8. To the extent that defendants seek an evidentiary hearing on their motion to dismiss, that claim is also frivolous. At the hearing on the motion to dismiss, the Court inquired of defense counsel if any of them requested an evidentiary hearing on the motion to dismiss, and no counsel requested a hearing or indicated that a hearing was necessary.
9. Alternatively, defendants' claim that they are entitled to immunity under the Tenth Amendment is also frivolous. Defendants have cited no case law in support of their contention, and it is contrary to Supreme Court authority. Defendants point to the power of the trial court to issue a writ of habeas corpus to restrain prosecutions of federal agents charged with violations state criminal law. Under the Supremacy Clause, federal immunity will shield a federal agent from criminal charges under state law if the agent's acts are "(1) authorized by the laws of the United States and (2) necessary and proper to the execution of his responsibilities." Defendants argue that, under the Tenth Amendment, defendants, as state officers, should similarly be shielded from federal prosecution if their actions were authorized by the State of California and necessary and proper to the execution of their responsibilities. However, defendants' Tenth Amendment immunity argument is foreclosed by United States v. Gillock, 445 U.S. 360 (1980). There, a state senator charged with bribery claimed based on the Tenth Amendment that, similar to the privilege granted members of Congress under the Speech and Debate Clause, evidence of his legislative activities could not be used at his federal criminal trial because to do so would interfere with an essential state function. The Supreme Court concluded that Congress had not chosen to create a parallel privilege for state legislators, and that "in those areas where the Constitution grants the Federal Government the power to act, the Supremacy Clause dictates that federal enactments will prevail over competing state exercises of power." Id. at 370, 374. Because Congress was empowered to make state legislators, like all other individuals, subject to federal criminal statutes, there was no Tenth Amendment violation. Id. at 370-71, 374. "This conclusion applies regardless of whether the federal legislation displaces laws enacted under the States' 'police powers'" Hodel v. Va. Surface Mining & Reclamation Assen, 452 U.S. 2674, 291 (1981) ("The Court long ago rejected the suggestion that Congress invades areas reserved to the States by the Tenth Amendment simply because it exercises its authority . . . in a manner that displaces the States' exercise of their police powers."). Defendants' claim that the Tenth Amendment displaces Congress' judgment is therefore frivolous.
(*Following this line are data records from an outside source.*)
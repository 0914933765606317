// change.rs — Source changes folded into one migration.
//
// When several origin commits are squashed into one destination change,
// the work context carries all of them. Each keeps its own labels so
// transformations can look at per-commit metadata (e.g. the original
// author stored by a previous migration).

use std::collections::BTreeMap;
use std::fs;
use std::path::Path;

use chrono::{DateTime, Utc};
use serde::{Deserialize, Serialize};

use crate::author::Author;
use crate::error::WorkError;
use crate::labels;

/// One change from the origin repository.
#[derive(Debug, Clone, PartialEq, Eq, Serialize, Deserialize)]
#[serde(from = "SourceChangeRecord")]
pub struct SourceChange {
    /// Origin revision identifier (commit hash, changelist number, ...).
    pub reference: String,

    pub author: Author,

    /// Full change message, including any label footer.
    pub message: String,

    pub date: DateTime<Utc>,

    /// Labels attached to this change. When not given explicitly they are
    /// read from the message footer.
    pub labels: BTreeMap<String, String>,
}

/// Serialized form of [`SourceChange`]; `labels` may be left out.
#[derive(Deserialize)]
struct SourceChangeRecord {
    reference: String,
    author: Author,
    message: String,
    date: DateTime<Utc>,
    #[serde(default)]
    labels: Option<BTreeMap<String, String>>,
}

impl From<SourceChangeRecord> for SourceChange {
    fn from(record: SourceChangeRecord) -> Self {
        let change = SourceChange::new(record.reference, record.author, record.message, record.date);
        match record.labels {
            Some(labels) => change.with_labels(labels),
            None => change,
        }
    }
}

impl SourceChange {
    /// Build a change, reading its labels from the message footer.
    ///
    /// If a label appears more than once the first value wins.
    pub fn new(
        reference: impl Into<String>,
        author: Author,
        message: impl Into<String>,
        date: DateTime<Utc>,
    ) -> Self {
        let message = message.into();
        let mut parsed = BTreeMap::new();
        for (key, value) in labels::parse_labels(&message) {
            parsed.entry(key).or_insert(value);
        }
        Self {
            reference: reference.into(),
            author,
            message,
            date,
            labels: parsed,
        }
    }

    /// Replace the label set, keeping the message as is.
    pub fn with_labels<I, K, V>(mut self, labels: I) -> Self
    where
        I: IntoIterator<Item = (K, V)>,
        K: Into<String>,
        V: Into<String>,
    {
        self.labels = labels
            .into_iter()
            .map(|(k, v)| (k.into(), v.into()))
            .collect();
        self
    }

    pub fn label(&self, key: &str) -> Option<&str> {
        self.labels.get(key).map(String::as_str)
    }

    /// First line of the message.
    pub fn first_line(&self) -> &str {
        self.message.lines().next().unwrap_or("")
    }
}

/// The changes being migrated, plus those migrated earlier.
#[derive(Debug, Clone, Default, PartialEq, Eq, Serialize, Deserialize)]
pub struct Changes {
    /// Changes included in this migration, oldest first.
    #[serde(default)]
    pub current: Vec<SourceChange>,

    /// Changes already migrated by previous runs.
    #[serde(default)]
    pub migrated: Vec<SourceChange>,
}

impl Changes {
    pub fn new(current: Vec<SourceChange>, migrated: Vec<SourceChange>) -> Self {
        Self { current, migrated }
    }

    /// Parse `{"current": [...], "migrated": [...]}`. Both lists are optional.
    pub fn from_json(content: &str) -> Result<Self, WorkError> {
        Ok(serde_json::from_str(content)?)
    }

    /// Load changes from a JSON file.
    pub fn load(path: &Path) -> Result<Self, WorkError> {
        let content = fs::read_to_string(path).map_err(|source| WorkError::io(path, source))?;
        Self::from_json(&content)
    }

    pub fn current(&self) -> &[SourceChange] {
        &self.current
    }

    pub fn migrated(&self) -> &[SourceChange] {
        &self.migrated
    }
}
10. Furthermore, defendants are not entitled to a pretrial determination of their claim that, as applied to the facts of this case, their prosecutions are unconstitutional under the Tenth Amendment. See Carson v. United States, 310 F.2d 558, 561 (9th Cir. 1962) (refusing to consider as-applied Tenth Amendment challenge prior to trial).
11. Finally, defendants' fair warning claim is not subject to interlocutory review because the fair warning requirement does not insulate a criminal defendant from standing trial. Lewis, 368 F.3d at 1105.